2*) Second with AVX256 vectorization :

#ifdef AVX256
#include <immintrin.h>
#define ALIGN 32
void addition_tab(int size, double *a, double *b, double *c)
{

 int i;
 // Main loop
 for (i=size-1; i>=0; i-=4)
 {
  // Intrinsic AVX syntax
  const __m256d x = _mm256_load_pd(a); // Load two x elements
  const __m256d y = _mm256_load_pd(b); // Load two y elements
  const __m256d sum = _mm256_add_pd(x, y); // Compute two sum elements
  _mm256_store_pd(c, sum); // Store two sum elements

  // Increment pointers by 4 since AVX256 vectorizes on 256 bits = 32 bytes = 4*sizeof(double)
  a += 4;
  b += 4;
  c += 4;
 }

}
#endif

For SSE vectorization, I expect a Speedup equal around 2 because I align data on 128bits = 16 bytes = 2* sizeof(double).

What I get in results for SSE vectorization is represented on the following figure :

So, I think these results are valid because SpeedUp is around factor 2.

Now for AVX256, I get the following figure :

For AVX256 vectorization, I expect a Speedup equal around 4 because I align data on 256bits = 32 bytes = 4* sizeof(double).

But as you can see, I still get a factor 2 and not 4 for SpeedUp.

I don't understand why I get the same results for Speedup with SSE and AVX vectorization.

Does it come from "compilation flags", from my model of processor, ... I don't know.

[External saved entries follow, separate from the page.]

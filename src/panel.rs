use std::cell::RefCell;
use std::rc::{Rc, Weak};

use thiserror::Error;
use tracing::{info, warn};

use crate::series::{PriceSource, format_price};

pub type Shared<T> = Rc<RefCell<T>>;

pub trait TextSink {
    fn is_alive(&self) -> bool;
    fn set_text(&mut self, text: String);
}

pub trait ControlSink {
    fn is_alive(&self) -> bool;
    fn set_enabled(&mut self, enabled: bool);
}

pub trait QuantitySource {
    fn is_alive(&self) -> bool;
    fn raw_text(&self) -> String;
}

/// Wallet and positions the panel trades against.
pub trait Account {
    fn can_afford(&self, price: f64, quantity: u32) -> bool;
    fn has_position(&self, market: &str) -> bool;
    fn buy(&mut self, market: &str, price: f64, quantity: u32);
    fn sell_all(&mut self, market: &str, price: f64);
}

#[derive(Debug, Clone, PartialEq, Eq, Error)]
pub enum PanelError {
    #[error("{0} widget was destroyed")]
    Destroyed(&'static str),

    #[error("{0} widget is already borrowed")]
    Busy(&'static str),
}

/// Buy/sell panel for one market, refreshed once per UI frame.
pub struct TradingPanelController {
    market_name: String,
    series: Option<Shared<dyn PriceSource>>,
    account: Option<Shared<dyn Account>>,
    price_display: Option<Weak<RefCell<dyn TextSink>>>,
    quantity_input: Option<Weak<RefCell<dyn QuantitySource>>>,
    buy_control: Option<Weak<RefCell<dyn ControlSink>>>,
    sell_control: Option<Weak<RefCell<dyn ControlSink>>>,
    last_quantity: u32,
}

impl TradingPanelController {
    pub fn new(market_name: impl Into<String>) -> Self {
        TradingPanelController {
            market_name: market_name.into(),
            series: None,
            account: None,
            price_display: None,
            quantity_input: None,
            buy_control: None,
            sell_control: None,
            last_quantity: 0,
        }
    }

    pub fn with_series(mut self, series: Shared<dyn PriceSource>) -> Self {
        self.series = Some(series);
        self
    }

    pub fn with_account(mut self, account: Shared<dyn Account>) -> Self {
        self.account = Some(account);
        self
    }

    pub fn with_price_display<T: TextSink + 'static>(mut self, display: Weak<RefCell<T>>) -> Self {
        let display: Weak<RefCell<dyn TextSink>> = display;
        self.price_display = Some(display);
        self
    }

    pub fn with_quantity_input<T: QuantitySource + 'static>(
        mut self,
        input: Weak<RefCell<T>>,
    ) -> Self {
        let input: Weak<RefCell<dyn QuantitySource>> = input;
        self.quantity_input = Some(input);
        self
    }

    pub fn with_buy_control<T: ControlSink + 'static>(mut self, control: Weak<RefCell<T>>) -> Self {
        let control: Weak<RefCell<dyn ControlSink>> = control;
        self.buy_control = Some(control);
        self
    }

    pub fn with_sell_control<T: ControlSink + 'static>(
        mut self,
        control: Weak<RefCell<T>>,
    ) -> Self {
        let control: Weak<RefCell<dyn ControlSink>> = control;
        self.sell_control = Some(control);
        self
    }

    pub fn last_quantity(&self) -> u32 {
        self.last_quantity
    }

    /// Projects series and account state onto the panel widgets.
    ///
    /// Returns how many widget updates were skipped because a widget was
    /// gone; each skip is logged and retried naturally on the next frame.
    pub fn refresh_tick(&mut self) -> usize {
        let outcomes = [
            self.refresh_price_display(),
            self.refresh_buy_control(),
            self.refresh_sell_control(),
        ];
        let mut skipped = 0;
        for err in outcomes.into_iter().filter_map(Result::err) {
            warn!(market = %self.market_name, %err, "stale UI reference, update skipped");
            skipped += 1;
        }
        skipped
    }

    fn refresh_price_display(&self) -> Result<(), PanelError> {
        let (Some(series), Some(display)) = (&self.series, &self.price_display) else {
            return Ok(());
        };
        let price = read(series, "series", |series| series.current_value())?;
        let display = live(display, "price display", |sink| sink.is_alive())?;
        let mut sink = display
            .try_borrow_mut()
            .map_err(|_| PanelError::Busy("price display"))?;
        sink.set_text(format_price(price));
        Ok(())
    }

    fn refresh_buy_control(&mut self) -> Result<(), PanelError> {
        let (Some(control), Some(account), Some(series), Some(input)) = (
            self.buy_control.clone(),
            self.account.clone(),
            self.series.clone(),
            self.quantity_input.clone(),
        ) else {
            return Ok(());
        };
        let input = live(&input, "quantity input", |source| source.is_alive())?;
        let raw = input
            .try_borrow()
            .map_err(|_| PanelError::Busy("quantity input"))?
            .raw_text();
        let quantity = parse_quantity(Some(&raw));
        self.last_quantity = quantity;

        let price = read(&series, "series", |series| series.current_value())?;
        let affordable = read(&account, "account", |account| {
            account.can_afford(price, quantity)
        })?;
        let control = live(&control, "buy button", |sink| sink.is_alive())?;
        control
            .try_borrow_mut()
            .map_err(|_| PanelError::Busy("buy button"))?
            .set_enabled(affordable);
        Ok(())
    }

    fn refresh_sell_control(&self) -> Result<(), PanelError> {
        let (Some(control), Some(account)) = (&self.sell_control, &self.account) else {
            return Ok(());
        };
        let holding = read(account, "account", |account| {
            account.has_position(&self.market_name)
        })?;
        let control = live(control, "sell button", |sink| sink.is_alive())?;
        control
            .try_borrow_mut()
            .map_err(|_| PanelError::Busy("sell button"))?
            .set_enabled(holding);
        Ok(())
    }

    /// Forwards a buy at the current price. Affordability is left to the account.
    pub fn execute_buy(&mut self) -> bool {
        let (Some(account), Some(series)) = (self.account.clone(), self.series.clone()) else {
            return false;
        };
        let quantity = self.current_quantity();
        self.last_quantity = quantity;
        let price = match read(&series, "series", |series| series.current_value()) {
            Ok(price) => price,
            Err(err) => return self.skip_trade("buy", err),
        };
        let Ok(mut account) = account.try_borrow_mut() else {
            return self.skip_trade("buy", PanelError::Busy("account"));
        };
        info!(market = %self.market_name, price, quantity, "buy requested");
        account.buy(&self.market_name, price, quantity);
        true
    }

    pub fn execute_sell(&mut self) -> bool {
        let (Some(account), Some(series)) = (&self.account, &self.series) else {
            return false;
        };
        let price = match read(series, "series", |series| series.current_value()) {
            Ok(price) => price,
            Err(err) => return self.skip_trade("sell", err),
        };
        let Ok(mut account) = account.try_borrow_mut() else {
            return self.skip_trade("sell", PanelError::Busy("account"));
        };
        info!(market = %self.market_name, price, "sell all requested");
        account.sell_all(&self.market_name, price);
        true
    }

    fn skip_trade(&self, action: &str, err: PanelError) -> bool {
        warn!(market = %self.market_name, action, %err, "trade request dropped");
        false
    }

    fn current_quantity(&self) -> u32 {
        let raw = self
            .quantity_input
            .as_ref()
            .and_then(Weak::upgrade)
            .and_then(|handle| {
                let source = handle.try_borrow().ok()?;
                source.is_alive().then(|| source.raw_text())
            });
        parse_quantity(raw.as_deref())
    }
}

fn read<T: ?Sized, V>(
    handle: &Shared<T>,
    name: &'static str,
    op: impl FnOnce(&T) -> V,
) -> Result<V, PanelError> {
    let inner = handle.try_borrow().map_err(|_| PanelError::Busy(name))?;
    Ok(op(&inner))
}

fn live<T: ?Sized>(
    handle: &Weak<RefCell<T>>,
    widget: &'static str,
    is_alive: impl FnOnce(&T) -> bool,
) -> Result<Rc<RefCell<T>>, PanelError> {
    let strong = handle.upgrade().ok_or(PanelError::Destroyed(widget))?;
    let alive = {
        let inner = strong.try_borrow().map_err(|_| PanelError::Busy(widget))?;
        is_alive(&inner)
    };
    if !alive {
        return Err(PanelError::Destroyed(widget));
    }
    Ok(strong)
}

/// Empty, absent or non-numeric input is 0; any integer is at least 1.
pub fn parse_quantity(raw: Option<&str>) -> u32 {
    let Some(raw) = raw.map(str::trim).filter(|raw| !raw.is_empty()) else {
        return 0;
    };
    match raw.parse::<i32>() {
        Ok(value) => value.max(1) as u32,
        Err(_) => 0,
    }
}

Here are the compilation command line that I have done for all above results :

For SSE :

gcc-mp-4.9 -DSSE -O3 -msse main_benchmark.c -o vectorizedExe

For AVX256 :

gcc-mp-4.9 -DAVX256 -O3 -Wa,-q -mavx main_benchmark.c -o vectorizedExe

Moreover, with my model of processor, could I use AVX512 vectorization ? (Once the issue of this question will be solved).

Thanks for your help

UPDATE 1

I tried the different options of @Mischa but still can't get a factor 4 for speedup with AVX flags and option. You can take a look at my C source on http://example.com/test_vectorization/main_benchmark.c.txt (with .txt extension for direct view into browser) and the shell script for benchmarking is http://example.com/test_vectorization/run_benchmark .

As said @Mischa, I try to apply the following commande line for compilation :

$GCC -O3 -Wa,-q -mavx -fprefetch-loop-arrays main_benchmark.c -o vectorizedExe

but code genereated has not AVX instructions.

if you could you take a look at these files, this would be great. Thanks.

Answer 1

You are hitting the wall for cache->ram transfer. Your core7 has a 64 byte cache line. For sse2, 16 byte store requires a 64 byte load, update, and queue back to ram. 16 byte loads in ascending order benefit from automatic prefetch prediction, so you get some load benefit. Add mm_prefetch of destination memory; say, 256 bytes ahead of the next store. Same applies to avx2 32-byte stores.